Atlas of temporal molecular pathological alterations after traumatic brain injury based on RNA-Seq

Abstract

Traumatic brain injury (TBI) involves diverse molecular pathological alterations and biological processes in a temporally dynamic manner. However, current knowledge on the various processes during the acute phase of TBI is still rather limited. RNA-seq analysis was performed on brain tissues from C57/BL6 mice at 10 time points(0 h, 1 h, 2 h, 3 h, 4 h, 6 h, 12 h, 1d, 3d, and 7d) following TBI modeling. Subsequently, a bioinformatics approach, Weighted Gene Co-expression Network Analysis (WGCNA), was employed to identify characteristic modules, which were then validated using the Mfuzz method. Pathway enrichment analysis was conducted on WGCNA module genes, and hub genes were screened using the STRING database.
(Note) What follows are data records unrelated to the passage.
//! The running graph of warps the player has taken

use std::collections::BTreeMap;

use dkr_tracker::payload::{self, MapData};
use serde_json::Value;

use crate::error::{MapError, Result};

/// Area code every layout starts from.
pub const ROOT_AREA: &str = "OW";

/// Directed graph of areas, merged from successive `mapUpdated` payloads.
///
/// Merging is additive: edges are never removed, and each area keeps its
/// neighbours in the order they were first seen.
#[derive(Debug, Clone, Default, PartialEq, Eq)]
pub struct AreaGraph {
    nodes: BTreeMap<String, Vec<String>>,
}

impl AreaGraph {
    pub fn new() -> Self {
        Self::default()
    }

    /// Merge `map` into the graph. Returns the number of edges added.
    pub fn merge(&mut self, map: &MapData) -> usize {
        let mut added = 0;
        for (area, neighbours) in map {
            let known = self.nodes.entry(area.clone()).or_default();
            for neighbour in neighbours {
                if !known.contains(neighbour) {
                    known.push(neighbour.clone());
                    added += 1;
                }
            }
        }
        tracing::debug!(added, areas = self.nodes.len(), "Merged map update");
        added
    }

    /// Decode a raw `mapUpdated` payload and merge it.
    pub fn merge_value(&mut self, value: &Value) -> Result<usize> {
        let map: MapData =
            payload::decode(value).map_err(|e| MapError::InvalidPayload(e.to_string()))?;
        Ok(self.merge(&map))
    }

    /// Forget every area and edge.
    pub fn clear(&mut self) {
        self.nodes.clear();
    }

    pub fn is_empty(&self) -> bool {
        self.nodes.is_empty()
    }

    /// Areas with at least one recorded warp out of them.
    pub fn areas(&self) -> impl Iterator<Item = &str> {
        self.nodes.keys().map(String::as_str)
    }

    pub fn neighbours(&self, area: &str) -> &[String] {
        self.nodes.get(area).map(Vec::as_slice).unwrap_or(&[])
    }

    pub fn edge_count(&self) -> usize {
        self.nodes.values().map(Vec::len).sum()
    }

    pub(crate) fn edges(&self) -> impl Iterator<Item = (&str, &str)> {
        self.nodes.iter().flat_map(|(from, neighbours)| {
            neighbours.iter().map(move |to| (from.as_str(), to.as_str()))
        })
    }
}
After exploring the various potential pathways and expression patterns (neuroinflammation, cognition, gliosis and myelin regeneration etc.), we focus on pyroptosis, a inflammatory cell death influencing immune response, for in-depth analysis. RT-qPCR, Western blot(WB) and Immunofluorescence(IF) were used to validate the hub genes and key pyroptosis-related genes(Casp1, Casp11, GSDMD). Additionally, single-cell RNA sequencing data at 7 day post injury(dpi) was also used to validate the expression of the identified hub genes. Our approach to intensive transcriptomic analysis comprehensively reveals the temporal molecular pathological alterations during TBI progression. Pyroptosis may be a key mechanism in the neuroinflammatory process. Intervention strategies targeting specific molecular pathways may offer novel approach for the treatment of TBI.